Compare these state values to the MC state values you computed using the initial random policy. Is there a clear improvement across all states?    

- ANS: It does not seem to be a lot of improvement, the results are still unbalanced. The most notable change is a more uniform distribution of the state values in a nice gradient.

## TD(0) Policy Evaluation

With the analysis using Monte Carlo RL algorithms completed, you will perform the same analysis using the TD(0)/SARSA(0) methods. You will then be able to compare the results using these two methods.  

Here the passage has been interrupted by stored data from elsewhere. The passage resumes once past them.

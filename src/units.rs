//! Display units for model measurements.
//!
//! Every value is held in meters and converted to the selected unit on
//! demand, so switching units back and forth never accumulates rounding.

use std::fmt;

use glam::{Quat, Vec3};
use serde::{Deserialize, Deserializer};

use crate::math::Aabb;

#[derive(
    Debug, Clone, Copy, PartialEq, Eq, Default, strum::EnumString, strum::AsRefStr, strum::EnumIter,
)]
pub enum UnitScale {
    #[strum(serialize = "mm")]
    Millimeters,
    #[strum(serialize = "cm")]
    Centimeters,
    #[strum(serialize = "m")]
    Meters,
    #[strum(serialize = "in")]
    Inches,
    #[strum(serialize = "ft")]
    Feet,
    #[strum(serialize = "yd")]
    Yards,
    #[default]
    #[strum(serialize = "unknown", disabled)]
    Unknown,
}

impl UnitScale {
    /// How many of this unit make one meter. `None` for [`UnitScale::Unknown`].
    pub fn units_per_meter(self) -> Option<f64> {
        match self {
            UnitScale::Millimeters => Some(1000.0),
            UnitScale::Centimeters => Some(100.0),
            UnitScale::Meters => Some(1.0),
            UnitScale::Inches => Some(39.37),
            UnitScale::Feet => Some(3.281),
            UnitScale::Yards => Some(1.094),
            UnitScale::Unknown => None,
        }
    }

    pub fn meters_per_unit(self) -> Option<f64> {
        self.units_per_meter().map(|units| 1.0 / units)
    }

    pub fn from_meters(self, meters: f64) -> Option<f64> {
        self.units_per_meter().map(|units| meters * units)
    }

    pub fn full_name(self) -> &'static str {
        match self {
            UnitScale::Millimeters => "millimeters",
            UnitScale::Centimeters => "centimeters",
            UnitScale::Meters => "meters",
            UnitScale::Inches => "inches",
            UnitScale::Feet => "feet",
            UnitScale::Yards => "yards",
            UnitScale::Unknown => "unknown units",
        }
    }

    pub fn is_known(self) -> bool {
        self != UnitScale::Unknown
    }
}

impl UnitScale {
    /// Parses an abbreviation such as `"cm"`. Anything unrecognised is
    /// [`UnitScale::Unknown`].
    pub fn parse_or_unknown(value: &str) -> Self {
        value.trim().parse().unwrap_or_default()
    }

    /// Reads a catalog `scale` cell. Empty, null or unrecognised values are
    /// [`UnitScale::Unknown`].
    pub fn deserialize_lenient<'de, D>(deserializer: D) -> Result<Self, D::Error>
    where
        D: Deserializer<'de>,
    {
        let value = Option::<String>::deserialize(deserializer)?;
        Ok(value.as_deref().map(Self::parse_or_unknown).unwrap_or_default())
    }
}

impl fmt::Display for UnitScale {
    fn fmt(&self, f: &mut fmt::Formatter<'_>) -> fmt::Result {
        f.write_str(self.as_ref())
    }
}

/// Width, height and depth of a model plus the grid cell size, in meters.
#[derive(Debug, Clone, Copy, PartialEq)]
pub struct Measurements {
    width: f64,
    height: f64,
    depth: f64,
    grid_cell: f64,
}

impl Measurements {
    /// `extent` is the bounding box size per axis and `box_size` its diagonal,
    /// both in the model's own units. Returns `None` when the model's unit is
    /// unknown, in which case nothing should be displayed.
    pub fn new(extent: Vec3, box_size: f32, source: UnitScale, grid_divisions: u32) -> Option<Self> {
        let to_meters = source.meters_per_unit()?;
        let divisions = grid_divisions.max(1) as f64;

        Some(Self {
            width: extent.x as f64 * to_meters,
            height: extent.y as f64 * to_meters,
            depth: extent.z as f64 * to_meters,
            grid_cell: box_size as f64 / divisions * to_meters,
        })
    }

    pub fn from_bounds(bounds: &Aabb, source: UnitScale, grid_divisions: u32) -> Option<Self> {
        Self::new(bounds.size(), bounds.diagonal(), source, grid_divisions)
    }

    pub fn meters(&self) -> [f64; 3] {
        [self.width, self.height, self.depth]
    }

    /// Converts the stored meter values to `unit`. `None` for an unknown unit.
    pub fn display(&self, unit: UnitScale) -> Option<DisplayedMeasurements> {
        Some(DisplayedMeasurements {
            width: unit.from_meters(self.width)?,
            height: unit.from_meters(self.height)?,
            depth: unit.from_meters(self.depth)?,
            grid_cell: unit.from_meters(self.grid_cell)?,
            unit,
        })
    }
}

#[derive(Debug, Clone, Copy, PartialEq)]
pub struct DisplayedMeasurements {
    pub width: f64,
    pub height: f64,
    pub depth: f64,
    pub grid_cell: f64,
    pub unit: UnitScale,
}

impl DisplayedMeasurements {
    pub fn grid_key(&self) -> String {
        format!("{:.1} {}", self.grid_cell, self.unit.full_name())
    }
}

impl fmt::Display for DisplayedMeasurements {
    fn fmt(&self, f: &mut fmt::Formatter<'_>) -> fmt::Result {
        writeln!(f, "width:  {:.1} {}", self.width, self.unit)?;
        writeln!(f, "height: {:.1} {}", self.height, self.unit)?;
        writeln!(f, "depth:  {:.1} {}", self.depth, self.unit)?;
        write!(f, "grid:   {}", self.grid_key())
    }
}

#[derive(Debug, Clone, Copy, PartialEq, Eq)]
pub enum GridPlane {
    /// Floor grid under the object.
    Horizontal,
    /// Back wall grid behind the object.
    Vertical,
}

/// Placement of a measurement grid sized to the object.
#[derive(Debug, Clone, Copy, PartialEq)]
pub struct GridOverlay {
    pub plane: GridPlane,
    pub size: f32,
    pub divisions: u32,
    pub position: Vec3,
    pub rotation: Quat,
}

impl GridOverlay {
    pub fn for_bounds(bounds: &Aabb, plane: GridPlane, divisions: u32) -> Self {
        let center = bounds.center();
        let extent = bounds.size();

        let (position, rotation) = match plane {
            GridPlane::Horizontal => (
                Vec3::new(center.x, center.y - extent.y / 2.0, center.z),
                Quat::IDENTITY,
            ),
            GridPlane::Vertical => (
                Vec3::new(center.x, center.y, center.z - extent.z / 2.0),
                Quat::from_rotation_x(90.0_f32.to_radians()),
            ),
        };

        Self {
            plane,
            size: bounds.diagonal(),
            divisions,
            position,
            rotation,
        }
    }

    pub fn cell_size(&self) -> f32 {
        self.size / self.divisions.max(1) as f32
    }
}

As a first step you will need a function to compute state values using the TD(0) algorithm. You are welcome to start with the `td_0_state_values` function from the TD learning notebook. The arguments to this function are policy the number of episodes, alpha (the learning rate) and gamma (discount factor). This function uses the `take_action` function you defined previously. Keep in mind that you may need to modify this code to correctly treat the taboo states. Specifically, taboo states should not be visited. 

Execute your code for the initial policy to test it using 20,000 episodes, a learning rate of 0.01 and a discount rate of 1.0.  

In [14]:
def td_0_state_values(policy, n_samps, alpha = 0.01, gamma = 1.0):
    """
    Function for TD(0) policy evalutation
    """
    
    ## Find the starting state
    n_states = len(policy)
    current_state = start_episode(n_states)
    terminal = False
    
    ## Array for state values
    v = np.zeros((n_states,1))
    
    for _ in range(n_samps):
        ## Find the next action and reward
        action, s_prime, reward, terminal, taboo = take_action(current_state, policy)
        ## Compute the TD error
        delta = reward + gamma*v[s_prime] - v[current_state]
        ## Update the state value
        v[current_state] = v[current_state] + alpha*delta
        current_state = s_prime
        if(terminal): ## start new episode when terminal
            current_state = start_episode(n_states)
    return(v)

td_0_state_values(updated_policy, 20000).reshape((5,5))        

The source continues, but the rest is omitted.